use chrono::NaiveDate;
use log::trace;
use sqlx::SqliteConnection;

use crate::db_types::DeliverySlot;

pub async fn fetch_slot(slot_id: i64, conn: &mut SqliteConnection) -> Result<Option<DeliverySlot>, sqlx::Error> {
    let slot = sqlx::query_as("SELECT * FROM delivery_slots WHERE id = $1").bind(slot_id).fetch_optional(conn).await?;
    Ok(slot)
}

pub async fn fetch_slots_for_sector(
    sector_id: i64,
    date: NaiveDate,
    conn: &mut SqliteConnection,
) -> Result<Vec<DeliverySlot>, sqlx::Error> {
    let slots = sqlx::query_as(
        r#"
        SELECT * FROM delivery_slots
        WHERE sector_id = $1 AND slot_date = $2 AND is_active = 1
        ORDER BY start_time ASC
        "#,
    )
    .bind(sector_id)
    .bind(date)
    .fetch_all(conn)
    .await?;
    Ok(slots)
}

/// Takes one unit of capacity if any is left. Returns `None` if the slot is full, inactive or missing.
pub async fn reserve(slot_id: i64, conn: &mut SqliteConnection) -> Result<Option<DeliverySlot>, sqlx::Error> {
    let slot: Option<DeliverySlot> = sqlx::query_as(
        r#"
        UPDATE delivery_slots SET available_orders = available_orders - 1
        WHERE id = $1 AND is_active = 1 AND available_orders > 0
        RETURNING *
        "#,
    )
    .bind(slot_id)
    .fetch_optional(conn)
    .await?;
    if let Some(s) = &slot {
        trace!("🗃️ Slot {slot_id} reserved. {} of {} left", s.available_orders, s.max_orders);
    }
    Ok(slot)
}

/// Gives one unit of capacity back, capped at `max_orders`. Returns `None` if the slot does not exist.
pub async fn release(slot_id: i64, conn: &mut SqliteConnection) -> Result<Option<DeliverySlot>, sqlx::Error> {
    let slot: Option<DeliverySlot> = sqlx::query_as(
        r#"
        UPDATE delivery_slots SET available_orders = MIN(available_orders + 1, max_orders)
        WHERE id = $1
        RETURNING *
        "#,
    )
    .bind(slot_id)
    .fetch_optional(conn)
    .await?;
    if let Some(s) = &slot {
        trace!("🗃️ Slot {slot_id} released. {} of {} left", s.available_orders, s.max_orders);
    }
    Ok(slot)
}

pub async fn sector_serves_postal_code(
    sector_id: i64,
    postal_code: &str,
    conn: &mut SqliteConnection,
) -> Result<bool, sqlx::Error> {
    let count: i64 =
        sqlx::query_scalar("SELECT COUNT(*) FROM sector_postal_codes WHERE sector_id = $1 AND postal_code = $2")
            .bind(sector_id)
            .bind(postal_code.trim())
            .fetch_one(conn)
            .await?;
    Ok(count > 0)
}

Task item:
Work out how many lines in the entries hold the string "WHERE". Your answer should consist solely of that number.

Response below:
5